There is some evidence in scientific literature of the effect of printer or copier toner ink on the development of sarcoidosis. For example, Armbruster et al. described a 39-year-old non-smoker who, after 18 months working at a newspaper agency, had intrathoracic lymphadenopathy and disseminated changes in the lungs (38). Histological biopsy examination of the lungs and lymph nodes revealed epithelioid cell granulomas without caseous necrosis; an additional examination of the obtained tissues revealed toner dust microparticles. Although granulomatous pneumonitis with mediastinum lymphadenopathy was diagnosed due to copy machine emissions, the patient most likely suffered from pulmonary sarcoidosis of the lungs and intrathoracic lymph nodes. Given the likely multifactorial nature of sarcoidosis and the role of various adjuvants acting as triggers for the development of the disease, the impact of such a multicomponent substance as ink in printer toner or copier, especially with long-term and direct use, can be considered as one of the adjuvants for sarcoidosis. The toner particles diameter is from 2 to 10 μ, when inhaled, they are deposited mainly in the tracheobronchial and alveolar regions. Toners are composed of thermoplastic polymer particles, usually styrene-acrylate copolymer, which are fixed on the paper by melting. Black toners contain carbon black or iron oxide as pigments, and organic pigments are included in colored toners (38). In addition, toners contain additives such as wax and silicate, whose “positive” effect on the development of sarcoidosis has been considered many times before.
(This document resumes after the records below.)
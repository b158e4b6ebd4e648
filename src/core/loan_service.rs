use crate::core::{EntityId, LoanMovie, LoanRepository, LoanService, NewLoanMovie, Result};
use async_trait::async_trait;

pub struct LoanServiceImpl<R: LoanRepository> {
    repository: R,
}

impl<R: LoanRepository> LoanServiceImpl<R> {
    pub fn new(repository: R) -> Self {
        Self { repository }
    }
}

#[async_trait]
impl<R: LoanRepository> LoanService for LoanServiceImpl<R> {
    async fn create_loan(&self, loan: &NewLoanMovie) -> Result<LoanMovie> {
        self.repository.create_loan(loan).await
    }

    async fn delete_loan(&self, id: EntityId) -> Result<()> {
        self.repository.delete_loan(id).await
    }

    async fn get_all_loans(&self) -> Result<Vec<LoanMovie>> {
        self.repository.get_all_loans().await
    }

    async fn get_loan_by_id(&self, id: EntityId) -> Result<Option<LoanMovie>> {
        self.repository.get_loan_by_id(id).await
    }

    async fn update_loan(&self, loan: &LoanMovie) -> Result<LoanMovie> {
        self.repository.update_loan(loan).await
    }
}

#[cfg(test)]
mod tests {
    use super::*;
    use crate::utils::error::{FailureKind, RentalError};
    use chrono::NaiveDate;
    use std::sync::Arc;
    use tokio::sync::Mutex;

    #[derive(Debug, Clone, PartialEq)]
    enum Call {
        Create(NewLoanMovie),
        Delete(EntityId),
        GetAll,
        GetById(EntityId),
        Update(LoanMovie),
    }

    #[derive(Clone, Default)]
    struct RecordingRepository {
        calls: Arc<Mutex<Vec<Call>>>,
        fail_with: Option<FailureKind>,
    }

    impl RecordingRepository {
        async fn record(&self, call: Call, message: &str) -> Result<()> {
            self.calls.lock().await.push(call);
            match self.fail_with {
                Some(kind) => Err(RentalError::operation(kind, message, None, "connection reset")),
                None => Ok(()),
            }
        }
    }

    fn draft() -> NewLoanMovie {
        NewLoanMovie {
            date_loan: NaiveDate::from_ymd_opt(2024, 5, 1).unwrap(),
            date_return: None,
            movie_id: 12,
            movie_name: String::new(),
            client_id: 1,
            client_name: String::new(),
            topic_id: 3,
            topic_name: String::new(),
            state: true,
        }
    }

    #[async_trait]
    impl LoanRepository for RecordingRepository {
        async fn create_loan(&self, loan: &NewLoanMovie) -> Result<LoanMovie> {
            self.record(Call::Create(loan.clone()), "Error al crear préstamo").await?;
            Ok(loan.clone().with_id(9))
        }

        async fn delete_loan(&self, id: EntityId) -> Result<()> {
            self.record(Call::Delete(id), "Error al eliminar préstamo").await
        }

        async fn get_all_loans(&self) -> Result<Vec<LoanMovie>> {
            self.record(Call::GetAll, "Error al obtener préstamos").await?;
            Ok(vec![draft().with_id(9)])
        }

        async fn get_loan_by_id(&self, id: EntityId) -> Result<Option<LoanMovie>> {
            self.record(Call::GetById(id), "Error al obtener préstamo por ID").await?;
            Ok(None)
        }

        async fn update_loan(&self, loan: &LoanMovie) -> Result<LoanMovie> {
            self.record(Call::Update(loan.clone()), "Error al actualizar préstamo").await?;
            Ok(loan.clone())
        }
    }

    #[tokio::test]
    async fn test_each_operation_delegates_once() {
        let repository = RecordingRepository::default();
        let service = LoanServiceImpl::new(repository.clone());

        let created = service.create_loan(&draft()).await.unwrap();
        assert_eq!(created, draft().with_id(9));
        let returned = LoanMovie {
            date_return: NaiveDate::from_ymd_opt(2024, 5, 8),
            state: false,
            ..created.clone()
        };
        assert_eq!(service.update_loan(&returned).await.unwrap(), returned);
        assert_eq!(service.get_loan_by_id(9).await.unwrap(), None);
        assert_eq!(service.get_all_loans().await.unwrap(), vec![created]);
        service.delete_loan(9).await.unwrap();

        assert_eq!(
            *repository.calls.lock().await,
            vec![
                Call::Create(draft()),
                Call::Update(returned),
                Call::GetById(9),
                Call::GetAll,
                Call::Delete(9),
            ]
        );
    }

    #[tokio::test]
    async fn test_errors_propagate_unchanged() {
        let service = LoanServiceImpl::new(RecordingRepository {
            fail_with: Some(FailureKind::Network),
            ..RecordingRepository::default()
        });

        let err = service.get_all_loans().await.unwrap_err();
        assert_eq!(err.to_string(), "Error al obtener préstamos");
        assert_eq!(err.kind(), Some(FailureKind::Network));
        assert_eq!(err.detail(), Some("connection reset"));
    }
}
Thus, numerous studies including epidemiological analysis, in vitro experiments, experiments on animal models, and clinical observations have shown the role of environmental factors (silicates, insecticides, silicone, etc.), infectious agents (Propionibacterium acnes, M. tuberculosis, and fungi) in the development of sarcoidosis. These factors can play an important role in the development of the disease (39).
The Role of Vimentin as an Autoantigen in Sarcoidosis
The role of vimentin—a peptide presented in the cells of the connective tissue, which is involved in intercellular interactions and functioning of the immune system, has been known for a long time in the development of autoimmune diseases. Recent studies suggest that the mesenchymal protein vimentin, may be an autoantigen for sarcoidosis. The presence of autoantibodies to this protein is described in the pathogenesis of rheumatoid arthritis, systemic lupus erythematosus, and many other systemic autoimmune diseases (40, 41).
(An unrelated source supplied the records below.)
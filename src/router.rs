use std::fmt;

/// A presentation view the front end renders for a path.
#[derive(Debug, Clone, Copy, PartialEq, Eq, Hash)]
pub enum View {
    Home,
    Movies,
    Customers,
    Topics,
}

impl View {
    pub fn title(&self) -> &'static str {
        match self {
            View::Home => "Inicio",
            View::Movies => "Películas",
            View::Customers => "Clientes",
            View::Topics => "Temas",
        }
    }

    /// Name of the service the view consumes, if any.
    pub fn service(&self) -> Option<&'static str> {
        match self {
            View::Home => None,
            View::Movies => Some("MovieService"),
            View::Customers => Some("CustomerService"),
            View::Topics => Some("TopicService"),
        }
    }
}

impl fmt::Display for View {
    fn fmt(&self, f: &mut fmt::Formatter<'_>) -> fmt::Result {
        f.write_str(self.title())
    }
}

#[derive(Debug, Clone, Copy, PartialEq, Eq)]
pub struct Route {
    pub path: &'static str,
    pub view: View,
}

pub const ROUTES: [Route; 4] = [
    Route {
        path: "/",
        view: View::Home,
    },
    Route {
        path: "/movies",
        view: View::Movies,
    },
    Route {
        path: "/customers",
        view: View::Customers,
    },
    Route {
        path: "/topics",
        view: View::Topics,
    },
];

pub fn routes() -> &'static [Route] {
    &ROUTES
}

/// Exact-match lookup. A single trailing slash is ignored.
pub fn resolve(path: &str) -> Option<View> {
    let path = match path.strip_suffix('/') {
        Some("") | None => path,
        Some(trimmed) => trimmed,
    };

    ROUTES
        .iter()
        .find(|route| route.path == path)
        .map(|route| route.view)
}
The first mention of vimentin in sarcoidosis was made when studying the asteroid bodies of the giant multinucleated cells in granulomas. The researchers discovered that asteroid bodies consisted of vimentin filaments and were the result of an aggregation of filamentous and microtubular systems of the centrospheres, which might be due to local liquid shifts, and sol-gel transformations. The authors suggested that such changes in the structure of giant cells could lead to their dysfunction and exhaustion, which might play an important role in granuloma development (42).
A possible relationship between vimentin and sarcoidosis development was shown in the study on the cross-reaction of antimycobacterial antibodies with Schaumann body proteins in giant sarcoid granuloma cells. Granulomas showed the highest intensity for lysosomal proteins of muramidase (muramidase proteins) and CD68, which was different for some cytoskeleton proteins (tubulin, desmin, vimentin) (26).
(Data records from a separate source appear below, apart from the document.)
use crate::adapters::http::BackendClient;
use crate::domain::model::{EntityId, Movie, NewMovie};
use crate::domain::ports::MovieRepository;
use crate::utils::error::Result;
use async_trait::async_trait;

/// Movies over `/movies`.
#[derive(Debug, Clone)]
pub struct HttpMovieRepository {
    backend: BackendClient,
}

impl HttpMovieRepository {
    pub fn new(backend: BackendClient) -> Self {
        Self { backend }
    }
}

#[async_trait]
impl MovieRepository for HttpMovieRepository {
    async fn create_movie(&self, movie: &NewMovie) -> Result<Movie> {
        self.backend.create::<Movie>(movie).await
    }

    async fn delete_movie(&self, id: EntityId) -> Result<()> {
        self.backend.delete::<Movie>(id).await
    }

    async fn get_all_movies(&self) -> Result<Vec<Movie>> {
        self.backend.list::<Movie>().await
    }

    async fn get_movie_by_id(&self, id: EntityId) -> Result<Option<Movie>> {
        self.backend.fetch::<Movie>(id).await
    }

    async fn update_movie(&self, movie: &Movie) -> Result<Movie> {
        self.backend.update(movie).await
    }
}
Despite the fact of elevated levels of vimentin in granulomas, for a long time there was no evidence of an autoimmune response against this protein. Since 2007, the Wahlström group has studied cellular and humoral response in sarcoidosis and detected specific T-cells and antibodies to vimentin in representatives of the HLA-DR-B1*0301 genotype (43). The role of vimentin in the pathogenesis of sarcoidosis was shown in Eberhardt's studies of T-cell response in the incubation of mononuclear cells with Kveim and vimentin reagent (44).
Despite the data obtained, it is difficult to state whether vimentin is an autoantigen in sarcoidosis. To confirm this hypothesis it is necessary to identify autoantibodies to vimentin, establish the cytotoxicity of vimentin-specific T and B cells against tissues, and also obtain a model of the disease in animals by injection of vimentin protein. This requires further study.
Immunogenetics of Sarcoidosis: a Brief Synopsis of Autoimmune Disorders in Sarcoidosis
The immunogenetic features of autoimmune pathologies include their relationship with the HLA genotypes. The HLA genotypes are associated with many autoimmune diseases, which enabled us to use genotyping of their loci to determine susceptibility to certain diseases, the nature of the disease course, and the effectiveness of treatment (45).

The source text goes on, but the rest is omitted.